(Excerpts from a dataset)
--- --- ---

//! # Roomcast
//!
//! Real-time chat relay: authenticated clients join named rooms over
//! WebSockets, and every stored message is fanned out to everyone currently
//! connected to that room.
//!
//! ## Features
//!
//! - **Room-scoped fan-out**: one dispatcher task, per-room ordering
//! - **Slow peers never stall a room**: bounded per-connection queues
//! - **Durable history**: SQLite via `rusqlite`, backlog sent on join
//! - **Token auth**: HS256 JWTs, Argon2 password hashes
//!
//! ## Modules
//!
//! - [`store`]: Rooms, users and message persistence
//! - [`auth`]: Identity verification
//! - [`relay`]: Room registry, dispatcher and session lifecycle
//! - [`api`]: REST + WebSocket server with Axum
//! - [`config`]: TOML configuration with environment overrides
//!
//! ## Quick Start
//!
//! ```rust,no_run
//! use roomcast::relay::{Dispatcher, RoomRegistry, DEFAULT_INTAKE_CAPACITY};
//! use roomcast::store::{MessageStore, NewMessage, RoomId, SqliteStore};
//! use std::sync::Arc;
//!
//! #[tokio::main]
//! async fn main() -> Result<(), Box<dyn std::error::Error>> {
//!     let store = SqliteStore::open_in_memory()?;
//!     let room = store.create_room(RoomId::parse("general")?).await?.name;
//!
//!     let registry = Arc::new(RoomRegistry::default());
//!     let (dispatcher, _task) = Dispatcher::spawn(Arc::clone(&registry), DEFAULT_INTAKE_CAPACITY);
//!
//!     // Persist first, then fan out
//!     let message = store.persist(NewMessage::new(room, "alice", "hello")).await?;
//!     dispatcher.dispatch(message).await?;
//!
//!     Ok(())
//! }
//! ```

pub mod api;
pub mod auth;
pub mod config;
pub mod relay;
pub mod store;

// Re-export top-level types for convenience
pub use store::{
    Message, MessageStore, NewMessage, Room, RoomId, SqliteStore, StoreError, StoreResult,
};

pub use auth::{AuthError, IdentityVerifier, JwtAuthority};

pub use relay::{
    ClientFrame, ConnectionId, DispatchHandle, Dispatcher, RoomRegistry, ServerFrame,
    SessionContext, SessionEnd,
};

pub use api::{build_router, serve, ApiError, AppState};

pub use config::{Config, ConfigError, LoggingConfig};
//! Auth Routes
//!
//! - POST /api/v1/auth/signup - Create an account
//! - POST /api/v1/auth/login - Exchange credentials for a token
//! - POST /api/v1/auth/logout - Clear the auth cookie
//! - GET /api/v1/auth/check - Who am I

use axum::{
    extract::State,
    http::{header, StatusCode},
    response::IntoResponse,
    Json,
};
use std::sync::Arc;

use crate::api::dto::{AuthCheckResponse, CredentialsRequest, StatusMessage, TokenResponse};
use crate::api::error::{ApiError, ApiResult};
use crate::api::extract::{auth_cookie, clear_auth_cookie, AuthUser};
use crate::api::state::AppState;
use crate::auth::{hash_password, verify_password};
use crate::store::validate_username;

/// Shortest accepted password
pub const MIN_PASSWORD_LEN: usize = 8;

/// POST /api/v1/auth/signup
pub async fn signup(
    State(state): State<Arc<AppState>>,
    Json(req): Json<CredentialsRequest>,
) -> ApiResult<(StatusCode, Json<StatusMessage>)> {
    validate_username(&req.username)?;
    if req.password.chars().count() < MIN_PASSWORD_LEN {
        return Err(ApiError::Validation(format!(
            "Password must be at least {} characters",
            MIN_PASSWORD_LEN
        )));
    }

    // Argon2 is CPU-bound
    let password = req.password;
    let hash = tokio::task::spawn_blocking(move || hash_password(&password))
        .await
        .map_err(|e| ApiError::Internal(e.to_string()))??;

    let user = state.store.create_user(&req.username, &hash).await?;
    tracing::info!(username = %user.username, "User created");

    Ok((
        StatusCode::CREATED,
        Json(StatusMessage::new("User created successfully")),
    ))
}

/// POST /api/v1/auth/login
///
/// Returns the token in the body and as the `jwt_token` cookie.
pub async fn login(
    State(state): State<Arc<AppState>>,
    Json(req): Json<CredentialsRequest>,
) -> ApiResult<impl IntoResponse> {
    let invalid = || ApiError::Unauthorized("Invalid username or password".to_string());

    let user = state
        .store
        .find_user(&req.username)
        .await?
        .ok_or_else(invalid)?;

    let password = req.password;
    let hash = user.password_hash.clone();
    let matches = tokio::task::spawn_blocking(move || verify_password(&password, &hash))
        .await
        .map_err(|e| ApiError::Internal(e.to_string()))??;
    if !matches {
        return Err(invalid());
    }

    let token = state.auth.issue(&user.username)?;
    let expires_in = state.auth.ttl().num_seconds();
    let cookie = auth_cookie(&token, expires_in, state.config.secure_cookies);

    tracing::info!(username = %user.username, "User logged in");

    Ok((
        [(header::SET_COOKIE, cookie)],
        Json(TokenResponse { token, expires_in }),
    ))
}

/// POST /api/v1/auth/logout
pub async fn logout(State(state): State<Arc<AppState>>) -> impl IntoResponse {
    (
        [(header::SET_COOKIE, clear_auth_cookie(state.config.secure_cookies))],
        Json(StatusMessage::new("Logged out")),
    )
}

/// GET /api/v1/auth/check
pub async fn check(user: AuthUser) -> Json<AuthCheckResponse> {
    Json(AuthCheckResponse {
        username: user.username,
    })
}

--- --- ---

### Brief
Bring together all lines of the entries above in which the string "StatusMessage" occurs.

### The completed task
use crate::api::dto::{AuthCheckResponse, CredentialsRequest, StatusMessage, TokenResponse};
) -> ApiResult<(StatusCode, Json<StatusMessage>)> {
        Json(StatusMessage::new("User created successfully")),
        Json(StatusMessage::new("Logged out")),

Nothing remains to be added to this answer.